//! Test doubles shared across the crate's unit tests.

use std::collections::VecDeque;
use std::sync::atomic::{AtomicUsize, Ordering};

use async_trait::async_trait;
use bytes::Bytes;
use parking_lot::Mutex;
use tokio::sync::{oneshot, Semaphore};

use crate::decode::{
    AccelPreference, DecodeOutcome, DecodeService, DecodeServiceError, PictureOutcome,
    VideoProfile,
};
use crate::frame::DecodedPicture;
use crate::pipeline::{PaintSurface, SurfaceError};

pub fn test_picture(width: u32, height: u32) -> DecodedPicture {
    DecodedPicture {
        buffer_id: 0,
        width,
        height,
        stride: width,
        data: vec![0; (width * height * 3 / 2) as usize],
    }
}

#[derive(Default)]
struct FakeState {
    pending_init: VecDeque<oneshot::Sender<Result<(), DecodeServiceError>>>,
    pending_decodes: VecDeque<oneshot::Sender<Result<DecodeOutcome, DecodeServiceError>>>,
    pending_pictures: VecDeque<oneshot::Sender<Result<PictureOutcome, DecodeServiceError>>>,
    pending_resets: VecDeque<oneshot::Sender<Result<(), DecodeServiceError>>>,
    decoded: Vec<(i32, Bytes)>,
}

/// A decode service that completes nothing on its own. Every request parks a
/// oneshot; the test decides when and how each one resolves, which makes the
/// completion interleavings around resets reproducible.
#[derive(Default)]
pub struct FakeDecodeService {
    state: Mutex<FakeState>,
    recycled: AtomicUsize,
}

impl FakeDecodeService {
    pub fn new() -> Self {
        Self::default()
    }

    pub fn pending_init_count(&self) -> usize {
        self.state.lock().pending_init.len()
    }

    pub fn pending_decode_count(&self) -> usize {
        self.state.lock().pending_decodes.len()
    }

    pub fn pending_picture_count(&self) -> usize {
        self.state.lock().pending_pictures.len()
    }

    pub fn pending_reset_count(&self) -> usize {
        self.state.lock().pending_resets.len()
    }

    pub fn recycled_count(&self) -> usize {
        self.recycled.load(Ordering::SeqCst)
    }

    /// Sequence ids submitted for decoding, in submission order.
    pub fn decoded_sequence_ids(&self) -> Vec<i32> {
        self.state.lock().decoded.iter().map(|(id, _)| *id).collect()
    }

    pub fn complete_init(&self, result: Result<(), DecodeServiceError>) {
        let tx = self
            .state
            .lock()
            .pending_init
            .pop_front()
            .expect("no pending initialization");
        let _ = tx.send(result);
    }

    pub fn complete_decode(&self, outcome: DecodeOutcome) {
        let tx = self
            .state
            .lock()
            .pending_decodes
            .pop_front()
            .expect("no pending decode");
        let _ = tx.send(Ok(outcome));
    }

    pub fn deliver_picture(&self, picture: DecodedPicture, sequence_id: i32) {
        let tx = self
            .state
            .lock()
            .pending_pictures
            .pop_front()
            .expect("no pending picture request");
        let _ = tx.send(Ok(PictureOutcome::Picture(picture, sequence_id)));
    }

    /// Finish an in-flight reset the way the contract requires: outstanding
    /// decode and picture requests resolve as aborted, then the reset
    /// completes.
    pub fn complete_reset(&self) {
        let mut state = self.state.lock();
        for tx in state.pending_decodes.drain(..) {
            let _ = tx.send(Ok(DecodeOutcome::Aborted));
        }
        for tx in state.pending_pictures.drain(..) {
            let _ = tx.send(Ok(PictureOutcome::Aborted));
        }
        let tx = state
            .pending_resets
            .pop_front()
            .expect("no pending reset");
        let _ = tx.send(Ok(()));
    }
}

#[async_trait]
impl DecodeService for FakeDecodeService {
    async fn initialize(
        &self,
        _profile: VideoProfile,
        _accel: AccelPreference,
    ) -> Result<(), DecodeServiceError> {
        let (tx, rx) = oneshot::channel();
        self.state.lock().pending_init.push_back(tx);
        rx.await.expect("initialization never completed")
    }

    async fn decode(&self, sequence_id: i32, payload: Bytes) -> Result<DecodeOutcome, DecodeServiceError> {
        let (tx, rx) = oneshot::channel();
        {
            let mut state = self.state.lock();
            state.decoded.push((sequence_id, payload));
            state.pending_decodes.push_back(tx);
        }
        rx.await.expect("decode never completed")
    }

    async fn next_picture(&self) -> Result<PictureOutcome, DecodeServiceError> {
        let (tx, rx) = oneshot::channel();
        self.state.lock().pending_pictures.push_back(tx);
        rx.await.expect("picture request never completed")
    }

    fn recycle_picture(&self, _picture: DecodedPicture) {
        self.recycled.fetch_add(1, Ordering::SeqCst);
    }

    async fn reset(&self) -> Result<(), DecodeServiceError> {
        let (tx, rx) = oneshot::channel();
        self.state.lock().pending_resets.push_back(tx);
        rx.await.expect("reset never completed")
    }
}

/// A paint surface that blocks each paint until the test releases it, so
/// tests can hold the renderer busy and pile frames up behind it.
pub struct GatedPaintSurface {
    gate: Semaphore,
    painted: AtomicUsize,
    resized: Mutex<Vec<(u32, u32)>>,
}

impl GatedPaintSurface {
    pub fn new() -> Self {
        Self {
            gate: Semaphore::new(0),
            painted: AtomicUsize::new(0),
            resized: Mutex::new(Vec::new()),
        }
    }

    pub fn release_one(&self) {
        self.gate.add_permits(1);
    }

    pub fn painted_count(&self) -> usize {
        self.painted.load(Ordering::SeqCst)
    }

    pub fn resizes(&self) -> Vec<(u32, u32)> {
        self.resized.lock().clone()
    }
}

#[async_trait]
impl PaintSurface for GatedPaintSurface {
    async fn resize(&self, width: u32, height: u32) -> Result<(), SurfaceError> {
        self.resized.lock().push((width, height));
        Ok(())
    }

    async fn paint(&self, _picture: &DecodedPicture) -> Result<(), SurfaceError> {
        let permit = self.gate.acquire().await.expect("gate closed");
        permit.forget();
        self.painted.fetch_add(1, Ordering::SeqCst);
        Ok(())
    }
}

........

Within the data above, filter for lines containing the word "resized" and copy each one.

    resized: Mutex<Vec<(u32, u32)>>,
            resized: Mutex::new(Vec::new()),
        self.resized.lock().clone()
        self.resized.lock().push((width, height));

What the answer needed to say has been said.